* _YOUR GOAL_: Each record below should appear again exactly as written.
PROVIDED INFORMATION START
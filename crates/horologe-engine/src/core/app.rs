use anyhow::Result;

use super::ctx::FrameCtx;

/// Control directive returned by app callbacks.
#[derive(Debug, Copy, Clone, Eq, PartialEq)]
pub enum AppControl {
    Continue,
    Exit,
}

/// Application contract implemented by higher layers.
///
/// The runtime calls `on_frame` exactly once per frame, on one thread, and never
/// re-enters it. An `Err` stops the loop and is returned from `Runtime::run`.
pub trait App {
    fn on_frame(&mut self, ctx: &mut FrameCtx<'_>) -> Result<AppControl>;

    /// Called once after the last frame, whatever stopped the loop.
    fn on_stop(&mut self) {}
}
use glam::{Mat4, Quat, Vec3};

/// Translation / rotation / scale triple placing a mesh relative to its parent.
///
/// Applied in scale → rotate → translate order, matching `Mat4::from_scale_rotation_translation`.
#[derive(Debug, Copy, Clone, PartialEq)]
pub struct Transform {
    pub translation: Vec3,
    pub rotation: Quat,
    pub scale: Vec3,
}

impl Transform {
    pub const IDENTITY: Self = Self {
        translation: Vec3::ZERO,
        rotation: Quat::IDENTITY,
        scale: Vec3::ONE,
    };

    #[inline]
    pub fn from_translation(translation: Vec3) -> Self {
        Self { translation, ..Self::IDENTITY }
    }

    #[inline]
    pub fn from_rotation(rotation: Quat) -> Self {
        Self { rotation, ..Self::IDENTITY }
    }

    #[inline]
    pub fn with_rotation(mut self, rotation: Quat) -> Self {
        self.rotation = rotation;
        self
    }

    /// Returns `child` expressed in this transform's parent space.
    ///
    /// Exact when `self.scale` is uniform, which holds for every frame the scene builds.
    #[inline]
    pub fn compose(&self, child: &Transform) -> Transform {
        Transform {
            translation: self.translation + self.rotation * (self.scale * child.translation),
            rotation: self.rotation * child.rotation,
            scale: self.scale * child.scale,
        }
    }

    #[inline]
    pub fn transform_point(&self, point: Vec3) -> Vec3 {
        self.translation + self.rotation * (self.scale * point)
    }

    #[inline]
    pub fn to_matrix(&self) -> Mat4 {
        Mat4::from_scale_rotation_translation(self.scale, self.rotation, self.translation)
    }
}

impl Default for Transform {
    fn default() -> Self {
        Self::IDENTITY
    }
}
PROVIDED INFORMATION END
* _EXPECTED OUTPUT_:
filename crates/horologe-engine/src/core/app.rs
use anyhow::Result;

use super::ctx::FrameCtx;

/// Control directive returned by app callbacks.
#[derive(Debug, Copy, Clone, Eq, PartialEq)]
pub enum AppControl {
    Continue,
    Exit,
}

/// Application contract implemented by higher layers.
///
/// The runtime calls `on_frame` exactly once per frame, on one thread, and never
/// re-enters it. An `Err` stops the loop and is returned from `Runtime::run`.
pub trait App {
    fn on_frame(&mut self, ctx: &mut FrameCtx<'_>) -> Result<AppControl>;

    /// Called once after the last frame, whatever stopped the loop.
    fn on_stop(&mut self) {}
}
use glam::{Mat4, Quat, Vec3};

/// Translation / rotation / scale triple placing a mesh relative to its parent.
///
/// Applied in scale → rotate → translate order, matching `Mat4::from_scale_rotation_translation`.
#[derive(Debug, Copy, Clone, PartialEq)]
pub struct Transform {
    pub translation: Vec3,
    pub rotation: Quat,
    pub scale: Vec3,
}

impl Transform {
    pub const IDENTITY: Self = Self {
        translation: Vec3::ZERO,
        rotation: Quat::IDENTITY,
        scale: Vec3::ONE,
    };

    #[inline]
    pub fn from_translation(translation: Vec3) -> Self {
        Self { translation, ..Self::IDENTITY }
    }

    #[inline]
    pub fn from_rotation(rotation: Quat) -> Self {
        Self { rotation, ..Self::IDENTITY }
    }

    #[inline]
    pub fn with_rotation(mut self, rotation: Quat) -> Self {
        self.rotation = rotation;
        self
    }

    /// Returns `child` expressed in this transform's parent space.
    ///
    /// Exact when `self.scale` is uniform, which holds for every frame the scene builds.
    #[inline]
    pub fn compose(&self, child: &Transform) -> Transform {
        Transform {
            translation: self.translation + self.rotation * (self.scale * child.translation),
            rotation: self.rotation * child.rotation,
            scale: self.scale * child.scale,
        }
    }

    #[inline]
    pub fn transform_point(&self, point: Vec3) -> Vec3 {
        self.translation + self.rotation * (self.scale * point)
    }

    #[inline]
    pub fn to_matrix(&self) -> Mat4 {
        Mat4::from_scale_rotation_translation(self.scale, self.rotation, self.translation)
    }
}

impl Default for Transform {
    fn default() -> Self {
        Self::IDENTITY
    }
}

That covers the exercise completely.